The Crying Game (1992) de Neil Jordan: vencedor de 18 prêmios e 16 indicações, é um filme marcante e com incríveis lições de vida. Jody (Forest Whitaker) é um soldado britânico na Irlanda, atraido por Jude (Miranda Richardson) para uma emboscada, acaba sequestrado pelo Exército Republicano da Irlanda que deseja obter na troca do soldado a libertação de um de seus maiores líderes preso no Reino Unido. No cativeiro Jody torna-se amigo de seu carcereiro Fergus (Stephen Rea), com quem compartilha suas últimas 72 horas de vida. Fergus tem a missão de executar Jody caso a exigência de libertar seu companheiro não seja atendida. O filme então dá a idéia de ser um filme que trata de ideais políticos, mas paulatinamente a trama vai se alterando. A relação entre ambos se estreita e compartilham risadas, segredos e confições. Jody divide com seu companheiro que tem uma quase esposa Dil (Jaye Davidson), revela esse amor, diz que mulheres são encrenca, mas que Dil não é encrenca. Pede para seu amigo que após sua morte procure por ela, leve-a para tomar um Martini no bar O MÊTRO e diga que pensou nela em seus últimos momentos de vida. Jude é uma mulher sedutora, dura e sua personalidade demonstra requintes de crueldade, após ser subtamente atacada por Jody, torna-se insensível e indiferente a situação dramática e humilhante em que se encontra o soldado inglês e, acaba o agredindo covardemente, ao contrário de Fergus que fica cada vez mais próximo da vítima. No momento da execução de Jody, o soldado irlandês motivado por uma mistura de solidariedade, pena e culpa, tira o capuz do refém, para que esse não morra como um animal. Aproveitando a situação, a vitima corre pela floresta na tentativa de salvar sua vida, ironicamente morre atropelado por um tanque de guerra daqueles que deveriam salvá-lo.

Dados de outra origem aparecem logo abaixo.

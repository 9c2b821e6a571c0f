//! Collaborator sinks: audit trail (bitácora) and alert notifications.
//!
//! Both are fire-and-forget from the engine's point of view. Audit entries are
//! recorded after the owning transaction committed; notification failures are
//! logged and never fail the operation that produced them.

use std::sync::{Mutex, PoisonError};

use chrono::{DateTime, Utc};
use serde::{Deserialize, Serialize};
use serde_json::Value as JsonValue;
use thiserror::Error;
use tracing::info;

use stockledger_core::UserId;

/// One audit trail record.
#[derive(Debug, Clone, PartialEq, Eq, Serialize, Deserialize)]
pub struct AuditEntry {
    pub actor_id: UserId,
    pub action: String,
    pub description: String,
    pub table: String,
    pub recorded_at: DateTime<Utc>,
}

impl AuditEntry {
    pub fn new(
        actor_id: UserId,
        action: impl Into<String>,
        description: impl Into<String>,
        table: impl Into<String>,
    ) -> Self {
        Self {
            actor_id,
            action: action.into(),
            description: description.into(),
            table: table.into(),
            recorded_at: Utc::now(),
        }
    }
}

/// Sink for audit entries.
pub trait AuditSink: Send + Sync + 'static {
    fn record(&self, entry: AuditEntry);
}

/// Writes audit entries as structured events on the `audit` target.
#[derive(Debug, Default, Clone, Copy)]
pub struct TracingAuditSink;

impl AuditSink for TracingAuditSink {
    fn record(&self, entry: AuditEntry) {
        info!(
            target: "audit",
            actor_id = %entry.actor_id,
            action = %entry.action,
            table = %entry.table,
            "{}",
            entry.description
        );
    }
}

#[derive(Debug, Default, Clone, Copy)]
pub struct NoopAuditSink;

impl AuditSink for NoopAuditSink {
    fn record(&self, _entry: AuditEntry) {}
}

/// In-memory sink for tests/dev.
#[derive(Debug, Default)]
pub struct InMemoryAuditSink {
    inner: Mutex<Vec<AuditEntry>>,
}

impl InMemoryAuditSink {
    pub fn new() -> Self {
        Self::default()
    }

    pub fn all(&self) -> Vec<AuditEntry> {
        self.inner
            .lock()
            .unwrap_or_else(PoisonError::into_inner)
            .clone()
    }

    pub fn actions(&self) -> Vec<String> {
        self.all().into_iter().map(|e| e.action).collect()
    }
}

impl AuditSink for InMemoryAuditSink {
    fn record(&self, entry: AuditEntry) {
        self.inner
            .lock()
            .unwrap_or_else(PoisonError::into_inner)
            .push(entry);
    }
}

/// Alert addressed to a set of recipients.
#[derive(Debug, Clone, PartialEq, Serialize, Deserialize)]
pub struct Notification {
    pub recipients: Vec<String>,
    pub payload: JsonValue,
}

#[derive(Debug, Error, Clone, PartialEq, Eq)]
#[error("notification not enqueued: {0}")]
pub struct NotificationError(pub String);

/// Enqueue-only contract towards the notification dispatcher.
pub trait NotificationSink: Send + Sync + 'static {
    fn enqueue(&self, notification: Notification) -> Result<(), NotificationError>;
}

#[derive(Debug, Default, Clone, Copy)]
pub struct NoopNotificationSink;

impl NotificationSink for NoopNotificationSink {
    fn enqueue(&self, _notification: Notification) -> Result<(), NotificationError> {
        Ok(())
    }
}

/// Writes notifications on the `notifications` target (worker default until a
/// real dispatcher is wired).
#[derive(Debug, Default, Clone, Copy)]
pub struct TracingNotificationSink;

impl NotificationSink for TracingNotificationSink {
    fn enqueue(&self, notification: Notification) -> Result<(), NotificationError> {
        info!(
            target: "notifications",
            recipients = ?notification.recipients,
            payload = %notification.payload,
            "alert enqueued"
        );
        Ok(())
    }
}

#[derive(Debug, Default)]
pub struct InMemoryNotificationSink {
    inner: Mutex<Vec<Notification>>,
}

impl InMemoryNotificationSink {
    pub fn new() -> Self {
        Self::default()
    }

    pub fn all(&self) -> Vec<Notification> {
        self.inner
            .lock()
            .unwrap_or_else(PoisonError::into_inner)
            .clone()
    }
}

impl NotificationSink for InMemoryNotificationSink {
    fn enqueue(&self, notification: Notification) -> Result<(), NotificationError> {
        self.inner
            .lock()
            .unwrap_or_else(PoisonError::into_inner)
            .push(notification);
        Ok(())
    }
}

Após a morte de Jody, Fergus foge de barco para o Reino Unido, com o objetivo de tornar-se um Sr. Ninguém (como o chama Jude quando se reencontram), um operário de obras anônimo que trabalha para o mesquinho Deveroux (Tony Slattery). Em Londres tentando se redimir da culpa pela morte de Jody, procura a quase esposa do falecido amigo. Dil é uma transexual bem resolvida, bonita, superticiosa, autentica (Não posso evitar o que sou. - diz se afirmando) e trabalha de cabeleireira.
Surpreendendo tanto o protagonista como o espectador, ambos podem ficar com cara de bobos ao descobrir a verdade de Dil. Fergus se acha o espião no estilo da máfia irlandesa, mas acaba estarrecido quando Dil revela por inteiro seu corpo andrógeno. Em um misto de nojo e repúdio, Fergus corre ao banheiro para vomitar.
Jude volta a aparecer, junto com seu cúmplice Maguire (Adrian Dunber), chantageiam Fergus para que mate um juiz, mas acabam se dando mal. Maguire é morto pelos seguranças do juiz e Jude vai atrás de Fergus para se vingar e acaba sendo morta por Dil. No final Fergus assume a culpa do crime no lugar de Dil, o filme termina com Dil indo na cadeia visitar Fergus e supõe que após obter sua liberdade, os dois acabem juntos.
A construção de quem nós somos vem da nossa cultura, aprendemos o que é ser homem ou o que é ser mulher e o que é sexualidade através de padrões que estão pré-estabelecidos de acordo com a época em que vivemos. Através dos questionamentos que trazem para o nosso cotidiano, os filmes são capazes de construir, modificar e destruir tabus.